__EXERCISE MATERIAL__.

[Start of Attachment]

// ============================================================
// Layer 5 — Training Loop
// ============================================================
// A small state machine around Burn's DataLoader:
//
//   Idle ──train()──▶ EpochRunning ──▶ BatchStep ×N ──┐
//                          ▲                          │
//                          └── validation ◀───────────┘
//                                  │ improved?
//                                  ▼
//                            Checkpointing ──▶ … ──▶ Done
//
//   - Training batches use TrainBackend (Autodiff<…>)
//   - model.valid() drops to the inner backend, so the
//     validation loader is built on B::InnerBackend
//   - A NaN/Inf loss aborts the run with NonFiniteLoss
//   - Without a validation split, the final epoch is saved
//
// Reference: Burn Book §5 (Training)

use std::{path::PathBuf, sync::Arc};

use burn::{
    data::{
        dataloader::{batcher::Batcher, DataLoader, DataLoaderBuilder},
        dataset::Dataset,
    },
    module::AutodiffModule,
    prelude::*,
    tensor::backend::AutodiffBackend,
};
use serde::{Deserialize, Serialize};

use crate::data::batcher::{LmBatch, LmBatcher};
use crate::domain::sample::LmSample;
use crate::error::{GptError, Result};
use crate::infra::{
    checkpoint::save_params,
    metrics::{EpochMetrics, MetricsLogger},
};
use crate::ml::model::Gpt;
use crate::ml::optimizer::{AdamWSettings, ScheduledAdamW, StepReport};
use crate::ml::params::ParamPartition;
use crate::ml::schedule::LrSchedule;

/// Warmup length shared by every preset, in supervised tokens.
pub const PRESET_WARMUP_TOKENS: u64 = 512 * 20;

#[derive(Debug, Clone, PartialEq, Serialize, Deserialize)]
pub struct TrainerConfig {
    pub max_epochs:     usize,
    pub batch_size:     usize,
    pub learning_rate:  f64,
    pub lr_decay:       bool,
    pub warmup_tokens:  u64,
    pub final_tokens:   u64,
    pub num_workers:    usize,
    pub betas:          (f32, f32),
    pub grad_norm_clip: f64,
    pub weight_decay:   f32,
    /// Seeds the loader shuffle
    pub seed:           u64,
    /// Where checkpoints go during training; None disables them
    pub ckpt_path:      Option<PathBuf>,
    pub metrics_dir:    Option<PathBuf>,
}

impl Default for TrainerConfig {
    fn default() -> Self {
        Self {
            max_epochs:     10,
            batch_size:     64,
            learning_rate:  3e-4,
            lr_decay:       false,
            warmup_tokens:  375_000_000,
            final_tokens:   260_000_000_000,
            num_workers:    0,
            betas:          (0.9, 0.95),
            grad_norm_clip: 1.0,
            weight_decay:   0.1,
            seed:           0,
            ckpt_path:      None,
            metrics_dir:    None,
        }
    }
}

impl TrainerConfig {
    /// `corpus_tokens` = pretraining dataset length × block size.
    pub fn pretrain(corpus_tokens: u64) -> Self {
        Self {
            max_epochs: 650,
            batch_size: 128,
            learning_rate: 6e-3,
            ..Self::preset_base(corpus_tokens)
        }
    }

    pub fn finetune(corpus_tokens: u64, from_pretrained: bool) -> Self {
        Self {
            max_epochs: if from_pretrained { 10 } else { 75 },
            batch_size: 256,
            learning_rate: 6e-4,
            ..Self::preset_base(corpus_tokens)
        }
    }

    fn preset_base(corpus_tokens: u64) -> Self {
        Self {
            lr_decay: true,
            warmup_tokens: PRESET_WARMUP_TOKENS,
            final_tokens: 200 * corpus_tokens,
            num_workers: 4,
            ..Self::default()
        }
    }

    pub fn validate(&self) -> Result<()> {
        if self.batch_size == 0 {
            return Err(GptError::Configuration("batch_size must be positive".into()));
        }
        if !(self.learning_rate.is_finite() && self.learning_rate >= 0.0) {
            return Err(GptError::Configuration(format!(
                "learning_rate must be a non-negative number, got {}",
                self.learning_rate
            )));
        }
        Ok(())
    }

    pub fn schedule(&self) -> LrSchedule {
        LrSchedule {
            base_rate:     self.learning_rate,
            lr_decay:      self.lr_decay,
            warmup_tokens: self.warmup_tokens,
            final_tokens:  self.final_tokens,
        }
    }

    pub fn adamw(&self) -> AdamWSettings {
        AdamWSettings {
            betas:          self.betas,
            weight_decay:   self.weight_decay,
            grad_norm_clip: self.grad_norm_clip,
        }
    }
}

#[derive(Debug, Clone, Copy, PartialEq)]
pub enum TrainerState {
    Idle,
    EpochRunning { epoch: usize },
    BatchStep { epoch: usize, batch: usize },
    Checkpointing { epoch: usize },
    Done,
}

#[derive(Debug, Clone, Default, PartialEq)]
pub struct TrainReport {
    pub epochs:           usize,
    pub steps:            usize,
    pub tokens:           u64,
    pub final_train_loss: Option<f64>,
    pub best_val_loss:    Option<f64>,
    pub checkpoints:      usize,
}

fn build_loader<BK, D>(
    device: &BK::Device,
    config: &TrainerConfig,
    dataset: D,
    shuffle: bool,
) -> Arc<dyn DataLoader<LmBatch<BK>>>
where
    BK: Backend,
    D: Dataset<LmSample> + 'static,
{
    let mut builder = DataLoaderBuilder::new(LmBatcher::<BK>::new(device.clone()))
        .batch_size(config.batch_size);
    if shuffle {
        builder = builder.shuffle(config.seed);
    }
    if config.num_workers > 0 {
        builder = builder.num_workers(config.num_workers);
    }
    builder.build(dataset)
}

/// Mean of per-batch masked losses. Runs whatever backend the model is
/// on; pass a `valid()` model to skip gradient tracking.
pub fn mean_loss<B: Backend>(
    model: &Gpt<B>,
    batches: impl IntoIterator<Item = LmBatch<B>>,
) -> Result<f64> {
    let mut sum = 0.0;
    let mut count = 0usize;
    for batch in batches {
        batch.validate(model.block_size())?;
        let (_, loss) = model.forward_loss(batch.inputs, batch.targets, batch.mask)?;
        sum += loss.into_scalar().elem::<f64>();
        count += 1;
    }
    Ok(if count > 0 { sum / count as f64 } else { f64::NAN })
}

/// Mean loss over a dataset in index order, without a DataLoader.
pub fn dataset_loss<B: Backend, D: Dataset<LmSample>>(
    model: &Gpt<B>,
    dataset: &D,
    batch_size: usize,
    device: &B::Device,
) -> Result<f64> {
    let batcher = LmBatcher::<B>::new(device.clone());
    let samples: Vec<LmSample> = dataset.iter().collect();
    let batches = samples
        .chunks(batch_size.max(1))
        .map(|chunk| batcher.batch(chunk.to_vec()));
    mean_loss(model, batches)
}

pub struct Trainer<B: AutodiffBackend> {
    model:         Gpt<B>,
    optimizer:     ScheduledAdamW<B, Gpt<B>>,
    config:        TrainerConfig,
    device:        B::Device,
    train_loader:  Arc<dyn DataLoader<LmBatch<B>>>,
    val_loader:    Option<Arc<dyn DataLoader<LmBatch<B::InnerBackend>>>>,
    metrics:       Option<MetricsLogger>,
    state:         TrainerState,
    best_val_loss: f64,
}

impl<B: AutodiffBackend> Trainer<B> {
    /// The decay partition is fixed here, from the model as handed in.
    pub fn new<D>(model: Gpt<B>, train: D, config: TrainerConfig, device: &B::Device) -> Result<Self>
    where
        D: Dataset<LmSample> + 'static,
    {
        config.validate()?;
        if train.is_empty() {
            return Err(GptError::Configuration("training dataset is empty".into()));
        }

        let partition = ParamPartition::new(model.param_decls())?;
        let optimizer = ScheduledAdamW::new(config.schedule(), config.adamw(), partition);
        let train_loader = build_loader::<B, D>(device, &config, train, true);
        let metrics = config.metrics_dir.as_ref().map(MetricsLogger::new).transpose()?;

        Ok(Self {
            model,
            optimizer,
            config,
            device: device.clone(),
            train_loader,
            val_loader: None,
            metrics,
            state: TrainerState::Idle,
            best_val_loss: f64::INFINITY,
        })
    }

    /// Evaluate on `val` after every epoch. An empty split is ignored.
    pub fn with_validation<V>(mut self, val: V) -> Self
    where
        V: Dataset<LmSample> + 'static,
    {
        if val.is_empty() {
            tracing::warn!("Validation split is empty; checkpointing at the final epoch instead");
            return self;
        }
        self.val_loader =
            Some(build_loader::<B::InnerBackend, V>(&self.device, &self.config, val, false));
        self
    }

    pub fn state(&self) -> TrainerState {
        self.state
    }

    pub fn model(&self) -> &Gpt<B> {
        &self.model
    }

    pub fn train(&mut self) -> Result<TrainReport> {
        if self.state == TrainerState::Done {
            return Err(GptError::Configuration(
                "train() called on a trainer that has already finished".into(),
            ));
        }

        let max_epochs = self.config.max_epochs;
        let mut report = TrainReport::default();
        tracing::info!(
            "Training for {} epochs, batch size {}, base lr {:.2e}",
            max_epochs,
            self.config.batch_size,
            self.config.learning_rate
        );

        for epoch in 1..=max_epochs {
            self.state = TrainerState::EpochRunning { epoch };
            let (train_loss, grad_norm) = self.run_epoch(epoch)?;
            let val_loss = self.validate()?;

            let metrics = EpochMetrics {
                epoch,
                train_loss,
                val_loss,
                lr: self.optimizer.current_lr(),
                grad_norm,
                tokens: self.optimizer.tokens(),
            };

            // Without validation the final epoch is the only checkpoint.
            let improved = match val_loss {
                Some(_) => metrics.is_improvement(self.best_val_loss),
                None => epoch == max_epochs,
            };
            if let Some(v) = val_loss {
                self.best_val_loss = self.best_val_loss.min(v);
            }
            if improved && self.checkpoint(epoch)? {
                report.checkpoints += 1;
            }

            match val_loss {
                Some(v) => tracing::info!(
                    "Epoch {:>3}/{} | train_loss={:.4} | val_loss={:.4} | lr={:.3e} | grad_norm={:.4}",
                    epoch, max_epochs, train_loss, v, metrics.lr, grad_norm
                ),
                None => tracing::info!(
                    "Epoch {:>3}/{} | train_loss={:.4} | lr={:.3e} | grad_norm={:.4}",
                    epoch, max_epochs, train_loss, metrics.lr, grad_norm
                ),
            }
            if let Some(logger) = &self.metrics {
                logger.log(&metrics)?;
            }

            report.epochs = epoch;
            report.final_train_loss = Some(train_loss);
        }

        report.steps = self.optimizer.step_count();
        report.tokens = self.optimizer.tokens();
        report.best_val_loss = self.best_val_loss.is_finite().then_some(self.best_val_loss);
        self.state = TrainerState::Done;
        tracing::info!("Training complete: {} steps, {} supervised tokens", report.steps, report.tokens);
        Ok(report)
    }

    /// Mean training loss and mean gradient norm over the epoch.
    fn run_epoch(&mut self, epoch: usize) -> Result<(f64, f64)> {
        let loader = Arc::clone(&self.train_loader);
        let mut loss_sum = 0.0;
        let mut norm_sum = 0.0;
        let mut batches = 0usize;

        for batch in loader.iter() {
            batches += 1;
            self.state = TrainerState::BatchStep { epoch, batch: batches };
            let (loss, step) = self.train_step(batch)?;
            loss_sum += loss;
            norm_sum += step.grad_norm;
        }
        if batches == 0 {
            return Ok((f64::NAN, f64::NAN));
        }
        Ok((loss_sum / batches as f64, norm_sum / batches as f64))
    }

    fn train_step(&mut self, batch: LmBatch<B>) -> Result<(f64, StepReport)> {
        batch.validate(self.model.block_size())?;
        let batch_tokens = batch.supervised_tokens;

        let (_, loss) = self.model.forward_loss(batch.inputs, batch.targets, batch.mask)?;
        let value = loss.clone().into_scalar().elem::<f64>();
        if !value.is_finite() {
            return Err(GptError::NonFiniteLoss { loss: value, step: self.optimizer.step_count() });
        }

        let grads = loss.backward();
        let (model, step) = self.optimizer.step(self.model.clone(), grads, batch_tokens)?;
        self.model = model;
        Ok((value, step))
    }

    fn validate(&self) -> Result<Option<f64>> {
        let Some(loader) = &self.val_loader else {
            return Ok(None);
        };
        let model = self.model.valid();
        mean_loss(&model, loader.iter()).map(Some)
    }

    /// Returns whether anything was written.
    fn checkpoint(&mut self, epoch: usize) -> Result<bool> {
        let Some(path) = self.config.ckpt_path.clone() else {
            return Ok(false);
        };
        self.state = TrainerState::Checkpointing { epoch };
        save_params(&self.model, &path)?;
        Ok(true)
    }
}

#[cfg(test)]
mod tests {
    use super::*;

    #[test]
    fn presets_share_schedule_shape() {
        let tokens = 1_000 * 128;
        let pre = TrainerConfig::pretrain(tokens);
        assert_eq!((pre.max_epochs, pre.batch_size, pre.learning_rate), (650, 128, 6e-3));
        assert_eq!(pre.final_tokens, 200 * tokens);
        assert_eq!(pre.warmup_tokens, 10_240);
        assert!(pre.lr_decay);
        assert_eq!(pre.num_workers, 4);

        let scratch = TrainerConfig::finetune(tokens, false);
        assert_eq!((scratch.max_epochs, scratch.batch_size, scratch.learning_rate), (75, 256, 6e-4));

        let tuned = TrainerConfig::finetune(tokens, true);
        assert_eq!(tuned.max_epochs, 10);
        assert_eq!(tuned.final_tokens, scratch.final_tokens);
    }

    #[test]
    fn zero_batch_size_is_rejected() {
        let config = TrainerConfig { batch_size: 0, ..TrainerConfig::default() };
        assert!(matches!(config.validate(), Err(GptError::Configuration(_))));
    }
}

[End of Attachment]

__WORK INSTRUCTION__. Quote the data above from the line containing "anything was written." to the line containing "let tokens = 1_000 * 128;", inclusive, and stop.

__PROBLEM SOLUTION__.
    /// Returns whether anything was written.
    fn checkpoint(&mut self, epoch: usize) -> Result<bool> {
        let Some(path) = self.config.ckpt_path.clone() else {
            return Ok(false);
        };
        self.state = TrainerState::Checkpointing { epoch };
        save_params(&self.model, &path)?;
        Ok(true)
    }
}

#[cfg(test)]
mod tests {
    use super::*;

    #[test]
    fn presets_share_schedule_shape() {
        let tokens = 1_000 * 128;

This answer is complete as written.